ROESGEN: Well, it is a beautiful home. We admire what you've done here. Do you think the neighbors, the ones that you've been able to contact, will be coming back on this street?

SCHMOLKE: Yes, ma'am. I've contacted quite a few, and I know quite a few that are coming home.

ROESGEN: Now, as a contractor, you're one of the busiest people in the Gulf South right now?

SCHMOLKE: Right now, yes, ma'am

ROESGEN: Doing friends' houses, everybody's?

SCHMOLKE: Really, I would like to help out where I can. So it's not like I want to come out here and get rich off it. What I want to do is I want to get people home and get our neighborhood back the way it was before Katrina.

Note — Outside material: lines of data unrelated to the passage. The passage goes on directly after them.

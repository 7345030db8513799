use std::time::Duration;

use tracing::debug;

use crate::classifier::is_prime;
use crate::error::SimulationError;
use crate::sync::Arc;
use crate::types::shared_buffer::SharedBuffer;
use crate::types::state::{Role, WorkerReport};
use crate::worker::run_worker;

/// Consumer side of the simulation: until the stop flag is cleared, pauses,
/// blocks until an item is stored, takes it and checks whether it is prime.
/// The classification only shows up in the trace.
pub fn consumer(
    shared: Arc<SharedBuffer>,
    index: usize,
    max_wait: Duration,
) -> Result<WorkerReport, SimulationError> {
    run_worker(&shared, Role::Consumer, index, max_wait, |shared| {
        match shared.remove()? {
            Some((item, view)) => {
                let prime = is_prime(item);
                let marker = if prime { "   * * * PRIME * * *" } else { "" };
                debug!(consumer = index, item, prime, "Consumer {} reads {}{} {}", index, item, marker, view);
                Ok(true)
            }
            None => Ok(false),
        }
    })
}
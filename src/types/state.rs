use std::fmt::{self, Display, Formatter};

///States a producer or consumer thread goes through.
#[derive(Copy, Clone, Debug, PartialEq, Eq)]
pub enum WorkerState {
    Running,
    /// The stop flag was seen; the courtesy signals are still owed.
    Draining,
    Stopped,
}

impl WorkerState {
    /// Transition taken after each loop iteration re-reads the stop flag.
    pub fn observe(self, running: bool) -> WorkerState {
        match self {
            WorkerState::Running if !running => WorkerState::Draining,
            state => state,
        }
    }

    /// Transition taken once the courtesy signals have been posted.
    pub fn drained(self) -> WorkerState {
        match self {
            WorkerState::Draining => WorkerState::Stopped,
            state => state,
        }
    }
}

#[derive(Copy, Clone, Debug, PartialEq, Eq)]
pub enum Role {
    Producer,
    Consumer,
}

impl Display for Role {
    fn fmt(&self, f: &mut Formatter) -> fmt::Result {
        match self {
            Role::Producer => write!(f, "producer"),
            Role::Consumer => write!(f, "consumer"),
        }
    }
}

/// What a worker hands back through its `JoinHandle`.
#[derive(Copy, Clone, Debug, PartialEq, Eq)]
pub struct WorkerReport {
    pub role: Role,
    pub index: usize,
    /// Items inserted (producer) or removed (consumer) by this thread.
    pub count: u64,
}
use std::fmt::{self, Display, Formatter};

use crate::error::BufferError;

/// `head` is the next write index and `tail` the next read index. The ring is
/// empty when they meet and full when `head` is one step behind `tail`, so
/// one slot always stays unused and `capacity - 1` items fit at most.
///
/// Nothing here blocks or locks: callers hold the gate's mutex around every
/// call.
#[derive(Debug)]
pub struct BoundedBuffer<T> {
    slots: Vec<T>,
    head: usize,
    tail: usize,
    times_full: u64,
    times_empty: u64,
}

impl<T> BoundedBuffer<T>
where
    T: Copy + Default,
{
    pub fn new(capacity: usize) -> Result<Self, BufferError> {
        if capacity == 0 {
            return Err(BufferError::ZeroCapacity);
        }
        Ok(Self {
            slots: vec![T::default(); capacity],
            head: 0,
            tail: 0,
            times_full: 0,
            times_empty: 0,
        })
    }

    /// Stores `item` at `head`. On a full ring only `times_full` changes.
    pub fn try_insert(&mut self, item: T) -> bool {
        let next = (self.head + 1) % self.capacity();
        if next == self.tail {
            self.times_full += 1;
            return false;
        }
        self.slots[self.head] = item;
        self.head = next;
        true
    }

    /// Takes the item at `tail`. On an empty ring only `times_empty` changes.
    pub fn try_remove(&mut self) -> Option<T> {
        if self.head == self.tail {
            self.times_empty += 1;
            return None;
        }
        let item = self.slots[self.tail];
        self.tail = (self.tail + 1) % self.capacity();
        Some(item)
    }

    pub fn occupancy(&self) -> usize {
        (self.head + self.capacity() - self.tail) % self.capacity()
    }

    pub fn capacity(&self) -> usize {
        self.slots.len()
    }

    pub fn usable_capacity(&self) -> usize {
        self.capacity() - 1
    }

    pub fn times_full(&self) -> u64 {
        self.times_full
    }

    pub fn times_empty(&self) -> u64 {
        self.times_empty
    }

    /// Copies the indices, and the slots themselves when `with_slots` is set.
    pub fn view(&self, with_slots: bool) -> BufferView<T> {
        BufferView {
            head: self.head,
            tail: self.tail,
            occupancy: self.occupancy(),
            slots: if with_slots {
                self.slots.clone()
            } else {
                Vec::new()
            },
        }
    }
}

/// Point-in-time picture of the ring, taken under the lock and rendered after it.
#[derive(Debug, Clone, PartialEq, Eq)]
pub struct BufferView<T> {
    pub head: usize,
    pub tail: usize,
    pub occupancy: usize,
    pub slots: Vec<T>,
}

impl<T: Display> Display for BufferView<T> {
    fn fmt(&self, f: &mut Formatter) -> fmt::Result {
        write!(f, "(buffers occupied: {})", self.occupancy)?;
        if self.slots.is_empty() {
            return Ok(());
        }
        write!(f, " [")?;
        for (i, slot) in self.slots.iter().enumerate() {
            if i > 0 {
                write!(f, " ")?;
            }
            let marker = match (i == self.head, i == self.tail) {
                (true, true) => "WR:",
                (true, false) => "W:",
                (false, true) => "R:",
                (false, false) => "",
            };
            write!(f, "{}{}", marker, slot)?;
        }
        write!(f, "]")
    }
}
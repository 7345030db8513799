use std::process::ExitCode;
use std::time::Duration;

use clap::Parser;
use tracing::{debug, error, info};
use tracing_subscriber::EnvFilter;

mod classifier;
mod config;
mod consumer;
mod error;
mod producer;
mod sync;
mod types;
mod worker;

use crate::config::{SimulationArgs, SimulationConfig};
use crate::consumer::consumer;
use crate::error::SimulationError;
use crate::producer::producer;
use crate::sync::{sleep, spawn_named, Arc, JoinHandle};
use crate::types::shared_buffer::SharedBuffer;
use crate::types::state::{Role, WorkerReport};
use crate::types::stats::SimulationStats;

fn main() -> ExitCode {
    let config = SimulationConfig::from(SimulationArgs::parse());
    init_tracing(config.verbose);

    match simulation_start(&config) {
        Ok(stats) => {
            println!("{}", stats);
            ExitCode::SUCCESS
        }
        Err(e) => {
            error!(error = %e, "simulation aborted");
            eprintln!("{}", e);
            ExitCode::FAILURE
        }
    }
}

/// `RUST_LOG` wins; otherwise `yes` on the command line turns on the
/// per-operation `debug` events.
fn init_tracing(verbose: bool) {
    let default = if verbose { "debug" } else { "info" };
    let filter = EnvFilter::try_from_default_env().unwrap_or_else(|_| EnvFilter::new(default));
    tracing_subscriber::fmt()
        .with_env_filter(filter)
        .with_target(false)
        .compact()
        .init();
}

type WorkerHandle = JoinHandle<Result<WorkerReport, SimulationError>>;

fn spawn_workers<F>(
    shared: &Arc<SharedBuffer>,
    role: Role,
    count: usize,
    config: &SimulationConfig,
    body: F,
) -> Result<Vec<WorkerHandle>, SimulationError>
where
    F: Fn(Arc<SharedBuffer>, usize, Duration) -> Result<WorkerReport, SimulationError>
        + Copy
        + Send
        + 'static,
{
    (0..count)
        .map(|index| {
            let shared_clone = shared.clone();
            let max_wait = config.max_wait;
            spawn_named(format!("{}-{}", role, index), move || {
                body(shared_clone, index, max_wait)
            })
            .map_err(|source| SimulationError::Spawn {
                role,
                index,
                source,
            })
        })
        .collect()
}

fn join_workers(
    handles: Vec<WorkerHandle>,
    role: Role,
) -> Result<Vec<u64>, SimulationError> {
    handles
        .into_iter()
        .enumerate()
        .map(|(index, handle)| {
            info!("joining {} {}", role, index);
            let report = handle
                .join()
                .map_err(|_| SimulationError::WorkerPanicked { role, index })??;
            debug!(role = %report.role, index = report.index, count = report.count, "joined");
            Ok(report.count)
        })
        .collect()
}

/// Starts every producer and consumer on one shared ring, lets them run for
/// `config.duration`, stops and joins them, and gathers their counters.
///
/// If a thread can't be created the stop flag is cleared and the error is
/// returned right away; threads already running are not joined.
fn simulation_start(config: &SimulationConfig) -> Result<SimulationStats, SimulationError> {
    let shared = Arc::new(SharedBuffer::new(config.capacity, config.verbose)?);

    info!(
        producers = config.producers,
        consumers = config.consumers,
        capacity = config.capacity,
        "Starting Threads..."
    );
    let started = spawn_workers(&shared, Role::Producer, config.producers, config, producer)
        .and_then(|producers| {
            spawn_workers(&shared, Role::Consumer, config.consumers, config, consumer)
                .map(|consumers| (producers, consumers))
        });
    let (producers, consumers) = match started {
        Ok(handles) => handles,
        Err(e) => {
            shared.stop(config.producers, config.consumers);
            return Err(e);
        }
    };

    sleep(config.duration);
    info!("simulation time is up, stopping workers");
    shared.stop(config.producers, config.consumers);

    let produced = join_workers(producers, Role::Producer)?;
    let consumed = join_workers(consumers, Role::Consumer)?;

    Ok(SimulationStats {
        config: config.clone(),
        produced,
        consumed,
        totals: shared.totals()?,
    })
}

ROESGEN: Well, thank you so much, Darren. You're an inspiration to us.

SCHMOLKE: Thank you.

Now, Tom, this is a dream for many people. Many people don't have the resources to rebuild the way this man has. They're either waiting for an insurance check or FEMA money, and many people are terrified to rebuild so close to the levee. But this is an inspiration for some here in the Lakeview neighborhood.

FOREMAN: Susan, a nice story. A nice bit of encouragement for you and I and everybody else with a little history in that town. Appreciate it.

The Army Corps of Engineers is warning that the next threat to the area's levees may be sooner than many people think. A spokesman says winter storms can send tidal surges into low-lying areas. And he says the Corps is working to get all of the levees to at least 10 feet above sea level as quickly as possible. But he says that won't happen in some areas outside of New Orleans until mid-January. So they're hoping for the best there.

An Oregon man will probably never forget this holiday weekend. He survived a Christmas Eve encounter with a great white shark.

Kimberly Osias is here with his unbelievable story -- Kimberly. KIMBERLY OSIAS, CNN CORRESPONDENT: You're not kidding, Tom. Absolutely amazing. The fact that Brian Anderson even lived to tell his story is remarkable. And so is the story itself.


BRIAN ANDERSON, SURVIVED SHARK ATTACK: I was just praying that I will live through this day. That's all -- that's what I was thinking.

OSIAS (voice over): Thinking is what saved Brian Anderson's life. He was surfing with friends off the northern Oregon coast on Christmas Eve when he came face to face with a great white shark.

ANDERSON: I was waiting for a set wave and George was on the inside of me. And the shark just grabbed my leg, I felt a sharp pain on my foot. And it just happened in some split seconds.

And right after that -- and then I saw the shark just right up in my face. And I just give it a good punch to get it to let go.


ANDERSON: And it did. And it let go after I hit it.

OSIAS: It's not clear if Anderson hit the shark in the nose or the eye. For the record, the eyes or gills are the best targets. It's where sharks are most sensitive.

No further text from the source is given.